A private hospital was a significant landmark at the north-west corner of the Hutt and Wakefield Streets intersection. It was constructed there in 1934 as a special-purpose building with a capacity of 50 beds, to which the original "Private Hospital, Wakefield Street", founded about 1883–84, moved its activities. It was variously known also as Wakefield Memorial Hospital and Wakefield Hospital, or informally as "the Wakefield". The building was substantially expanded to a capacity of 180 beds and modernised before being acquired in 2006 by the Calvary group and renaming as Calvary Wakefield Hospital. It was superseded in 2020 by a new 344-bed hospital, Calvary Adelaide Hospital, 700 m away in Angas Street.

==Historic buildings==
===Bray House===
Bray House, at no. 60 Hutt Street, is one of the elegant buildings along Hutt Street that were erected in the late 19th century. It was significantly extended from a reportedly five-room brick cottage in the 1850s by Neville Blyth, one of two brothers who became notable politicians. In 1880, John Cox Bray, a legal practitioner who became Premier of South Australia, bought it and had the two-room-deep frontage of the building, as it appears today, constructed. The National Trust of South Australia has described the addition as "typical of the period, as Adelaide's economy was booming at the time. The flamboyant use of stucco and extensive cast-iron work is also symbolic of the status of the owner". The house remained in the Bray family until it was acquired by the Adelaide City Council in 1973. After restoration it housed offices.

===Rymill House===
Rymill House and Coach House, at no. 40 Hutt Street on the corner with Flinders Street, is on a large block that extends to East Terrace. It had its beginnings in the plot of land purchased by brothers Henry and Frank Rymill, who were financiers, in 1859. They first had a small cottage built on the land, designed by George Strickland Kingston, which was completed in 1860. After some years, Henry bought out Frank's share and had the cottage demolished. The present building was constructed in 1881 or 1884 to the design of John Haslam. It was called "The Firs", although the surrounding trees were actually Aleppo pines. It was described as being in the Queen Anne architectural style, built using brown stone and Sydney stone. The house's heritage statement includes: "it is one of the largest and most prominent 19th century park lands mansions for which Adelaide has been renowned".
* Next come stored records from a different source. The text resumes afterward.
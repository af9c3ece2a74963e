mod common;

use blogpost_sync_core::config::{DocFolderKind, SynchroniseConfig};
use blogpost_sync_core::contract::{MockPublisher, PublishedArticle};
use blogpost_sync_core::discovery::Discovery;
use blogpost_sync_core::publish::{sync_record, PublishOptions, SyncOutcome};
use blogpost_sync_core::record::SidecarState;
use blogpost_sync_core::synchronise::{synchronise, RecordStatus};
use blogpost_sync_core::SyncError;
use common::{sha_of, MemoryRepository};

const README: &str = "# Hello World\n\nBody text with ![pic](images/pic.png).";

fn post_config() -> SynchroniseConfig {
    SynchroniseConfig {
        kinds: vec![DocFolderKind::blog_post()],
        ..Default::default()
    }
}

fn article(slug: &str, id: &str) -> PublishedArticle {
    PublishedArticle {
        slug: slug.to_string(),
        id: id.to_string(),
    }
}

fn fresh_sidecar(readme: &str, slug: &str, id: &str) -> String {
    SidecarState {
        readme_sha: sha_of(readme),
        slug: slug.to_string(),
        article_id: id.to_string(),
    }
    .to_json()
}

#[tokio::test]
async fn fresh_record_makes_no_remote_calls_and_no_commit() {
    let repo = MemoryRepository::new()
        .with_file("posts/a/README.md", README)
        .with_file("posts/a/.blogpost/post.json", &fresh_sidecar(README, "hello", "1"));

    let mut publisher = MockPublisher::new();
    publisher.expect_create_article().times(0);
    publisher.expect_update_article().times(0);

    let mut record = Discovery::new(&repo, DocFolderKind::blog_post())
        .next()
        .await
        .unwrap()
        .expect("one record")
        .expect("folder should load");

    let outcome = sync_record(&mut record, &repo, &publisher, &PublishOptions::default())
        .await
        .expect("fresh record is a no-op");

    assert_eq!(outcome, SyncOutcome::Unchanged);
    assert_eq!(repo.write_count(), 0);
}

#[tokio::test]
async fn new_folder_is_created_and_committed() {
    let repo = MemoryRepository::new()
        .with_file("posts/a/README.md", README)
        .with_dir("posts/a/.blogpost");

    let mut publisher = MockPublisher::new();
    publisher
        .expect_create_article()
        .times(1)
        .withf(|doc| {
            doc.title == "Hello World"
                && !doc.published
                && doc.organization_id == Some(77)
                && doc.body.contains(
                    "(https://raw.githubusercontent.com/org/repo/main/posts/a/images/pic.png)",
                )
        })
        .returning(|_| Ok(article("hello-world-3k2", "1001")));
    publisher.expect_update_article().times(0);

    let config = SynchroniseConfig {
        organization_id: Some(77),
        ..post_config()
    };
    let report = synchronise(&config, &repo, &publisher).await.expect("run succeeds");

    assert_eq!(report.records.len(), 1);
    assert!(matches!(
        &report.records[0].status,
        RecordStatus::Synced(SyncOutcome::Created { slug, id }) if slug == "hello-world-3k2" && id == "1001"
    ));
    assert!(report.is_success());

    let stored = SidecarState::parse(&repo.file("posts/a/.blogpost/post.json").unwrap());
    assert_eq!(stored.readme_sha, sha_of(README));
    assert_eq!(stored.slug, "hello-world-3k2");
    assert_eq!(stored.article_id, "1001");
}

#[tokio::test]
async fn changed_readme_updates_existing_article() {
    let old = "# Hello World\n\nOld body.";
    let repo = MemoryRepository::new()
        .with_file("posts/a/README.md", README)
        .with_file("posts/a/.blogpost/post.json", &fresh_sidecar(old, "hello-world", "55"));

    let mut publisher = MockPublisher::new();
    publisher.expect_create_article().times(0);
    publisher
        .expect_update_article()
        .times(1)
        .withf(|id, doc| id == "55" && doc.title == "Hello World")
        .returning(|id, _| Ok(article("hello-world-renamed", id)));

    let report = synchronise(&post_config(), &repo, &publisher).await.unwrap();

    assert!(matches!(
        &report.records[0].status,
        RecordStatus::Synced(SyncOutcome::Updated { id, .. }) if id == "55"
    ));
    let stored = SidecarState::parse(&repo.file("posts/a/.blogpost/post.json").unwrap());
    assert_eq!(stored.readme_sha, sha_of(README));
    assert_eq!(stored.slug, "hello-world-renamed");
}

#[tokio::test]
async fn second_run_after_success_is_a_no_op() {
    let repo = MemoryRepository::new()
        .with_file("posts/a/README.md", README)
        .with_dir("posts/a/.blogpost");

    let mut publisher = MockPublisher::new();
    publisher
        .expect_create_article()
        .times(1)
        .returning(|_| Ok(article("hello", "1")));

    synchronise(&post_config(), &repo, &publisher).await.unwrap();
    let second = synchronise(&post_config(), &repo, &publisher).await.unwrap();

    assert!(matches!(
        second.records[0].status,
        RecordStatus::Synced(SyncOutcome::Unchanged)
    ));
    assert_eq!(second.published(), 0);
}

#[tokio::test]
async fn remote_failure_is_isolated_and_leaves_record_stale() {
    let repo = MemoryRepository::new()
        .with_file("a/README.md", "# A\nbody")
        .with_dir("a/.blogpost")
        .with_file("b/README.md", "# B\nbody")
        .with_dir("b/.blogpost");

    let mut publisher = MockPublisher::new();
    publisher
        .expect_create_article()
        .times(2)
        .returning(|doc| {
            if doc.title == "A" {
                Err(SyncError::RemoteApi {
                    status: 422,
                    body: r#"{"error":"Title has already been used"}"#.to_string(),
                })
            } else {
                Ok(article("b", "2"))
            }
        });

    let report = synchronise(&post_config(), &repo, &publisher).await.expect("run continues");

    assert_eq!(report.records.len(), 2);
    assert!(matches!(&report.records[0].status, RecordStatus::Failed(msg) if msg.contains("already been used")));
    assert!(matches!(report.records[1].status, RecordStatus::Synced(SyncOutcome::Created { .. })));
    assert_eq!(report.failed(), 1);
    assert!(!report.is_success());

    // The failed folder still has its placeholder sidecar.
    assert_eq!(repo.file("a/.blogpost/post.json").as_deref(), Some("{}"));
}

#[tokio::test]
async fn malformed_readme_aborts_run_by_default() {
    let repo = MemoryRepository::new()
        .with_file("a/README.md", "## Not a title\nbody")
        .with_dir("a/.blogpost");

    let mut publisher = MockPublisher::new();
    publisher.expect_create_article().times(0);

    let err = synchronise(&post_config(), &repo, &publisher).await.unwrap_err();

    assert!(err.is_format());
    assert!(err.to_string().contains("'a'"), "message should name the folder: {err}");
}

#[tokio::test]
async fn malformed_readme_can_be_isolated() {
    let repo = MemoryRepository::new()
        .with_file("a/README.md", "no heading at all")
        .with_dir("a/.blogpost")
        .with_file("b/README.md", "# B\nbody")
        .with_dir("b/.blogpost");

    let mut publisher = MockPublisher::new();
    publisher
        .expect_create_article()
        .times(1)
        .returning(|_| Ok(article("b", "2")));

    let config = SynchroniseConfig {
        abort_on_format_error: false,
        ..post_config()
    };
    let report = synchronise(&config, &repo, &publisher).await.unwrap();

    assert_eq!(report.failed(), 1);
    assert_eq!(report.published(), 1);
}

#[tokio::test]
async fn sidecar_conflict_is_reported_not_fatal() {
    let repo = MemoryRepository::new()
        .with_file("a/README.md", "# A\nbody")
        .with_file("a/.blogpost/post.json", "{}");

    let mut record = Discovery::new(&repo, DocFolderKind::blog_post())
        .next()
        .await
        .unwrap()
        .unwrap()
        .expect("folder should load");

    // Another run commits between our read and our write.
    repo.put("a/.blogpost/post.json", &fresh_sidecar("# A\nbody", "a", "9"));

    let mut publisher = MockPublisher::new();
    publisher
        .expect_create_article()
        .times(1)
        .returning(|_| Ok(article("a", "10")));

    let err = sync_record(&mut record, &repo, &publisher, &PublishOptions::default())
        .await
        .unwrap_err();
    assert!(err.is_conflict());
    assert!(record.is_stale());
}

#[tokio::test]
async fn all_configured_kinds_are_processed() {
    let repo = MemoryRepository::new()
        .with_file("posts/p/README.md", "# Post\nx")
        .with_dir("posts/p/.blogpost")
        .with_file("series/s/README.md", "# Series\nx")
        .with_dir("series/s/.seriespage");

    let mut publisher = MockPublisher::new();
    publisher
        .expect_create_article()
        .times(2)
        .returning(|doc| Ok(article(&doc.title.to_lowercase(), "1")));

    let report = synchronise(&SynchroniseConfig::default(), &repo, &publisher)
        .await
        .unwrap();

    let kinds: Vec<_> = report.records.iter().map(|r| (r.kind.as_str(), r.location.as_str())).collect();
    assert_eq!(kinds, vec![("post", "posts/p"), ("series", "series/s")]);
    assert!(repo.file("posts/p/.blogpost/post.json").is_some());
    assert!(repo.file("series/s/.seriespage/series.json").is_some());
}

#[tokio::test]
async fn undecodable_readme_fails_only_its_folder() {
    let repo = MemoryRepository::new()
        .with_corrupt_file("a/README.md")
        .with_dir("a/.blogpost")
        .with_file("b/README.md", "# B\nbody")
        .with_dir("b/.blogpost");

    let mut publisher = MockPublisher::new();
    publisher
        .expect_create_article()
        .times(1)
        .withf(|doc| doc.title == "B")
        .returning(|_| Ok(article("b", "2")));

    let report = synchronise(&post_config(), &repo, &publisher)
        .await
        .expect("run continues past the unreadable folder");

    assert!(report.discovery_errors.is_empty());
    assert_eq!(report.records.len(), 2);
    assert_eq!(report.records[0].location, "a");
    assert!(matches!(&report.records[0].status, RecordStatus::Failed(msg) if msg.contains("a/README.md")));
    assert!(matches!(report.records[1].status, RecordStatus::Synced(SyncOutcome::Created { .. })));
    assert_eq!(report.published(), 1);
    assert!(!report.is_success());
}

#[tokio::test]
async fn sidecar_create_race_is_a_conflict_and_siblings_continue() {
    let repo = MemoryRepository::new()
        .with_file("a/README.md", "# A\nbody")
        .with_dir("a/.blogpost")
        .with_create_race("a/.blogpost/post.json")
        .with_file("b/README.md", "# B\nbody")
        .with_dir("b/.blogpost");

    let mut publisher = MockPublisher::new();
    publisher
        .expect_create_article()
        .times(1)
        .withf(|doc| doc.title == "B")
        .returning(|_| Ok(article("b", "2")));

    let report = synchronise(&post_config(), &repo, &publisher).await.unwrap();

    assert_eq!(report.records.len(), 2);
    assert!(matches!(report.records[0].status, RecordStatus::Conflict(_)));
    assert_eq!(report.conflicts(), 1);
    assert_eq!(report.published(), 1);
    assert!(report.is_success());
}
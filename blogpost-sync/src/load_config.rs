//! `load_config` module: merges an optional YAML settings file with secrets from
//! the environment into a validated [`AppConfig`].
//!
//! The YAML file holds only non-secret settings; every key is optional:
//!
//! ```yaml
//! timeout_secs: 30
//! github:
//!   api_base: https://api.github.com
//!   raw_base: https://raw.githubusercontent.com
//!   branch: main            # default: the repository's default branch
//! dev_to:
//!   api_base: https://dev.to/api
//! sync:
//!   cover_image: false
//!   abort_on_format_error: true
//!   kinds:
//!     - name: post
//!       marker_suffix: .blogpost
//!       sidecar_file: post.json
//! ```
//!
//! # Errors
//! Missing required environment variables, unreadable or invalid YAML and
//! invalid values all fail here, before any network call is made.

use std::fmt;
use std::fs;
use std::path::Path;
use std::time::Duration;

use anyhow::{bail, Context, Result};
use blogpost_sync_core::config::{DocFolderKind, SynchroniseConfig};
use serde::Deserialize;
use tracing::{error, info};

pub const ENV_REPO: &str = "REPO";
pub const ENV_GITHUB_TOKEN: &str = "GITHUB_ACCESS_TOKEN";
pub const ENV_DEV_TO_API_KEY: &str = "DEV_TO_API_KEY";
pub const ENV_DEV_TO_ORGANIZATION_ID: &str = "DEV_TO_ORGANIZATION_ID";

const DEFAULT_GITHUB_API: &str = "https://api.github.com";
const DEFAULT_GITHUB_RAW: &str = "https://raw.githubusercontent.com";
const DEFAULT_DEV_TO_API: &str = "https://dev.to/api";
const DEFAULT_TIMEOUT_SECS: u64 = 30;

#[derive(Debug, Default, Deserialize)]
#[serde(default, deny_unknown_fields)]
struct FileConfig {
    timeout_secs: Option<u64>,
    github: GitHubSection,
    dev_to: DevToSection,
    sync: SyncSection,
}

#[derive(Debug, Default, Deserialize)]
#[serde(default, deny_unknown_fields)]
struct GitHubSection {
    api_base: Option<String>,
    raw_base: Option<String>,
    branch: Option<String>,
}

#[derive(Debug, Default, Deserialize)]
#[serde(default, deny_unknown_fields)]
struct DevToSection {
    api_base: Option<String>,
}

#[derive(Debug, Default, Deserialize)]
#[serde(default, deny_unknown_fields)]
struct SyncSection {
    kinds: Option<Vec<DocFolderKind>>,
    cover_image: Option<bool>,
    abort_on_format_error: Option<bool>,
}

pub struct GitHubSettings {
    /// `owner/name`.
    pub repo: String,
    pub token: String,
    pub api_base: String,
    pub raw_base: String,
    pub branch: Option<String>,
}

impl fmt::Debug for GitHubSettings {
    fn fmt(&self, f: &mut fmt::Formatter<'_>) -> fmt::Result {
        f.debug_struct("GitHubSettings")
            .field("repo", &self.repo)
            .field("token", &"<redacted>")
            .field("api_base", &self.api_base)
            .field("raw_base", &self.raw_base)
            .field("branch", &self.branch)
            .finish()
    }
}

pub struct DevToSettings {
    pub api_key: String,
    pub api_base: String,
}

impl fmt::Debug for DevToSettings {
    fn fmt(&self, f: &mut fmt::Formatter<'_>) -> fmt::Result {
        f.debug_struct("DevToSettings")
            .field("api_key", &"<redacted>")
            .field("api_base", &self.api_base)
            .finish()
    }
}

#[derive(Debug)]
pub struct AppConfig {
    pub github: GitHubSettings,
    pub dev_to: DevToSettings,
    pub sync: SynchroniseConfig,
    /// Applied to every HTTP call.
    pub timeout: Duration,
}

impl AppConfig {
    pub fn trace_loaded(&self) {
        info!(
            repo = %self.github.repo,
            branch = ?self.github.branch,
            github_api = %self.github.api_base,
            dev_to_api = %self.dev_to.api_base,
            timeout_secs = self.timeout.as_secs(),
            "Loaded AppConfig"
        );
        self.sync.trace_loaded();
    }
}

/// Accepts `owner/name` or a `https://github.com/owner/name[.git]` URL.
pub fn normalize_repo(raw: &str) -> Result<String> {
    let mut repo = raw.trim();
    for prefix in ["https://github.com/", "http://github.com/", "github.com/"] {
        if repo
            .get(..prefix.len())
            .is_some_and(|head| head.eq_ignore_ascii_case(prefix))
        {
            repo = &repo[prefix.len()..];
            break;
        }
    }
    let repo = repo.trim_end_matches('/');
    let repo = repo.strip_suffix(".git").unwrap_or(repo);

    match repo.split_once('/') {
        Some((owner, name)) if !owner.is_empty() && !name.is_empty() && !name.contains('/') => {
            Ok(repo.to_string())
        }
        _ => bail!("{ENV_REPO} must look like 'owner/name' or 'https://github.com/owner/name', got '{raw}'"),
    }
}

fn required_env(name: &str) -> Result<String> {
    match std::env::var(name) {
        Ok(value) if !value.trim().is_empty() => {
            info!(var = name, "Required environment variable found");
            Ok(value.trim().to_string())
        }
        _ => {
            error!(var = name, "Required environment variable not set");
            bail!("{name} environment variable not set")
        }
    }
}

fn organization_from_env() -> Result<Option<i64>> {
    match std::env::var(ENV_DEV_TO_ORGANIZATION_ID) {
        Ok(raw) if !raw.trim().is_empty() => {
            let id = raw.trim().parse::<i64>().map_err(|e| {
                error!(error = ?e, raw = %raw, "DEV_TO_ORGANIZATION_ID is not an integer");
                anyhow::anyhow!("{ENV_DEV_TO_ORGANIZATION_ID} must be a valid integer: {e}")
            })?;
            Ok(Some(id))
        }
        _ => Ok(None),
    }
}

fn read_file_config(path: &Path) -> Result<FileConfig> {
    info!(config_path = ?path, "Loading configuration from file");
    let content = fs::read_to_string(path).map_err(|e| {
        error!(error = ?e, config_path = ?path, "Failed to read config file");
        anyhow::anyhow!("Failed to read config file {:?}: {}", path, e)
    })?;
    if content.trim().is_empty() {
        return Ok(FileConfig::default());
    }
    serde_yaml::from_str(&content).map_err(|e| {
        error!(error = ?e, config_path = ?path, "Failed to parse config YAML");
        anyhow::anyhow!("Failed to parse config YAML: {e}")
    })
}

fn validate_kinds(kinds: &[DocFolderKind]) -> Result<()> {
    if kinds.is_empty() {
        bail!("sync.kinds must list at least one documentation folder kind");
    }
    for kind in kinds {
        if kind.marker_suffix.trim().is_empty() || kind.sidecar_file.trim().is_empty() {
            bail!(
                "documentation folder kind '{}' needs a marker_suffix and a sidecar_file",
                kind.name
            );
        }
    }
    Ok(())
}

/// Load settings from `path` (if given) and the environment.
pub fn load_config(path: Option<&Path>) -> Result<AppConfig> {
    let file = match path {
        Some(path) => read_file_config(path)?,
        None => {
            info!("No config file given, using defaults");
            FileConfig::default()
        }
    };

    let repo = normalize_repo(&required_env(ENV_REPO)?)?;
    let token = required_env(ENV_GITHUB_TOKEN)?;
    let api_key = required_env(ENV_DEV_TO_API_KEY)?;
    let organization_id = organization_from_env()?;

    let timeout_secs = file.timeout_secs.unwrap_or(DEFAULT_TIMEOUT_SECS);
    if timeout_secs == 0 {
        bail!("timeout_secs must be greater than zero");
    }

    let kinds = file.sync.kinds.unwrap_or_else(DocFolderKind::defaults);
    validate_kinds(&kinds).context("Invalid sync configuration")?;

    let config = AppConfig {
        github: GitHubSettings {
            repo,
            token,
            api_base: file
                .github
                .api_base
                .unwrap_or_else(|| DEFAULT_GITHUB_API.to_string()),
            raw_base: file
                .github
                .raw_base
                .unwrap_or_else(|| DEFAULT_GITHUB_RAW.to_string()),
            branch: file.github.branch.filter(|b| !b.trim().is_empty()),
        },
        dev_to: DevToSettings {
            api_key,
            api_base: file
                .dev_to
                .api_base
                .unwrap_or_else(|| DEFAULT_DEV_TO_API.to_string()),
        },
        sync: SynchroniseConfig {
            kinds,
            organization_id,
            cover_image: file.sync.cover_image.unwrap_or(false),
            abort_on_format_error: file.sync.abort_on_format_error.unwrap_or(true),
        },
        timeout: Duration::from_secs(timeout_secs),
    };
    config.trace_loaded();
    Ok(config)
}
Henry Rymill, then his descendants, lived in the house until World War II. It was sold in 1950 to the Postmaster-General's Department and used for training until closed in 1982 by successor Australia Post. It fell into neglect before being restored. In 1998, the Constantine family bought the property and had the house restored, and since 2012 custodianship has been shared with the Rymill House Foundation Trust. Since 2000, fundraising events have been held in the grounds to support education, heritage, sporting and welfare organisations in South Australia. In early 2022, plans to construct a new function centre, which would be placed in front of the house, were submitted for approval.